Claim Rejections - 35 USC § 103
The following is a quotation of 35 U.S.C. 103 which forms the basis for all obviousness rejections set forth in this Office action:
A patent for a claimed invention may not be obtained, notwithstanding that the claimed invention is not identically disclosed as set forth in section 102, if the differences between the claimed invention and the prior art are such that the claimed invention as a whole would have been obvious before the effective filing date of the claimed invention to a person having ordinary skill in the art to which the claimed invention pertains. Patentability shall not be negated by the manner in which the invention was made.

Claims 5 – 10 and 15 – 20 are rejected under 35 U.S.C. 103 as being unpatentable over Saurabh, and Hartmann (US 7690037 B1, herein Hartmann).
Regarding claim 5,
	Saurabh teaches a method performed by one or more computers, the method comprising: (Saurabh, column 1, line 64 “The invention can be implemented in numerous ways, including as a process; an apparatus; a system, a composition of matter; a computer program product embodied on a computer readable storage medium; and/or a processor, such as a processor configured to execute instructions stored on and/or provided by a memory coupled to the processor.” And, column 20, Claim 9, “A method comprising…” In other words, a method is a method performed by one or more computers.)
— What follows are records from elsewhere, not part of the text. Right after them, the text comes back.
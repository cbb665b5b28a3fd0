//! Source maps: decoding, encoding and composition across stages.
//!
//! In memory a [`SourceMap`] holds decoded absolute [`Mapping`]s; on the
//! wire (cache entries, `.map` assets) it is the standard version 3 JSON
//! object with a VLQ `mappings` string.

mod algebra;
pub mod vlq;

pub use algebra::{bsearch_mappings, compose, concat};
pub use vlq::VlqError;

use serde::{Deserialize, Serialize};

/// A position in a text file. Lines are 1-based, columns 0-based.
#[derive(Debug, Clone, Copy, PartialEq, Eq, Hash, PartialOrd, Ord)]
pub struct Position {
    pub line: u32,
    pub column: u32,
}

impl Position {
    #[inline]
    pub const fn new(line: u32, column: u32) -> Self {
        Self { line, column }
    }
}

/// One generated → original correspondence.
#[derive(Debug, Clone, Copy, PartialEq, Eq)]
pub struct Mapping {
    pub generated: Position,
    pub original: Position,
    /// Index into [`SourceMap::sources`]
    pub source: u32,
    /// Index into [`SourceMap::names`]
    pub name: Option<u32>,
}

/// A decoded source map.
#[derive(Debug, Clone, PartialEq, Serialize, Deserialize)]
#[serde(try_from = "RawSourceMap", into = "RawSourceMap")]
pub struct SourceMap {
    pub version: u32,
    pub file: String,
    /// Sorted by generated position
    pub mappings: Vec<Mapping>,
    pub sources: Vec<String>,
    pub names: Vec<String>,
    /// Number of lines in the generated file, when known
    pub line_count: Option<u32>,
}

impl SourceMap {
    pub fn new(file: impl Into<String>) -> Self {
        Self {
            version: 3,
            file: file.into(),
            mappings: Vec::new(),
            sources: Vec::new(),
            names: Vec::new(),
            line_count: None,
        }
    }

    /// Line-for-line identity map of `text` onto `source`.
    pub fn identity(file: impl Into<String>, source: impl Into<String>, text: &[u8]) -> Self {
        let lines = count_lines(text);
        let mappings = (1..=lines)
            .map(|line| Mapping {
                generated: Position::new(line, 0),
                original: Position::new(line, 0),
                source: 0,
                name: None,
            })
            .collect();
        Self {
            mappings,
            sources: vec![source.into()],
            line_count: Some(lines),
            ..Self::new(file)
        }
    }

    /// Build from mappings, sorting them by generated position.
    pub fn from_mappings(
        file: impl Into<String>,
        mut mappings: Vec<Mapping>,
        sources: Vec<String>,
        names: Vec<String>,
    ) -> Self {
        mappings.sort_by_key(|m| m.generated);
        Self {
            mappings,
            sources,
            names,
            ..Self::new(file)
        }
    }

    pub fn with_line_count(mut self, lines: u32) -> Self {
        self.line_count = Some(lines);
        self
    }

    pub fn is_empty(&self) -> bool {
        self.mappings.is_empty()
    }

    /// Generated line count: the recorded count, else the last mapped line.
    pub fn line_count(&self) -> u32 {
        self.line_count
            .unwrap_or_else(|| self.mappings.iter().map(|m| m.generated.line).max().unwrap_or(0))
    }

    /// Parse from JSON.
    pub fn decode(json: &str) -> Result<Self, serde_json::Error> {
        serde_json::from_str(json)
    }

    /// Serialize to JSON.
    pub fn encode(&self) -> String {
        // Serializing plain strings and integers cannot fail
        serde_json::to_string(self).unwrap_or_default()
    }

    /// The encoded VLQ `mappings` string.
    pub fn mappings_string(&self) -> String {
        vlq::encode_mappings(&self.mappings)
    }

    /// Name of the source file for a mapping.
    pub fn source_of(&self, mapping: &Mapping) -> Option<&str> {
        self.sources.get(mapping.source as usize).map(String::as_str)
    }
}

/// Number of lines a text occupies once it ends with a newline.
pub fn count_lines(text: &[u8]) -> u32 {
    if text.is_empty() {
        return 0;
    }
    let newlines = text.iter().filter(|&&b| b == b'\n').count();
    let trailing = usize::from(!text.ends_with(b"\n"));
    u32::try_from(newlines + trailing).unwrap_or(u32::MAX)
}

/// Wire representation.
#[derive(Debug, Clone, Serialize, Deserialize)]
struct RawSourceMap {
    version: u32,
    #[serde(default)]
    file: String,
    mappings: String,
    #[serde(default)]
    sources: Vec<String>,
    #[serde(default)]
    names: Vec<String>,
    #[serde(rename = "x_kiln_linecount", default, skip_serializing_if = "Option::is_none")]
    line_count: Option<u32>,
}

impl TryFrom<RawSourceMap> for SourceMap {
    type Error = VlqError;

    fn try_from(raw: RawSourceMap) -> Result<Self, Self::Error> {
        Ok(Self {
            version: raw.version,
            file: raw.file,
            mappings: vlq::decode_mappings(&raw.mappings)?,
            sources: raw.sources,
            names: raw.names,
            line_count: raw.line_count,
        })
    }
}

impl From<SourceMap> for RawSourceMap {
    fn from(map: SourceMap) -> Self {
        Self {
            version: map.version,
            mappings: vlq::encode_mappings(&map.mappings),
            file: map.file,
            sources: map.sources,
            names: map.names,
            line_count: map.line_count,
        }
    }
}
	Thus far, Saurabh does not explicitly teach generating training data, the training data comprising a plurality of training computer security data logs and,
	Hartmann teaches generating training data, the training data comprising a plurality of training computer security data logs and, (Hartmann, column 1, line 7 “This invention pertains in general to computerized machine learning and in particular to generating training data for use in machine learning.” And, column 1, line 24 “Machine learning is useful for training DIDSs (database intrusion detection system - added by Examiner) and other security systems where the complexity of the incoming traffic frustrates attempts at manual specification of legitimate and anomalous patterns.” In other words, generating data for use in machine learning is generating training data, and incoming traffic is computer security data logs.)
	for each training computer security data log, a label that identifies a log type of the training computer security data log; and (Hartmann, column 1, line 30 “Machine learning relies on training data, such as a set of training database queries, captured during data center operations.  In traditional supervised machine learning, training data are marked as either legitimate or anomalous so the learning algorithm can correctly differentiate between the two types of activity.” In other words, training data are marked is a label that identifies a log type of the training computer security data log.)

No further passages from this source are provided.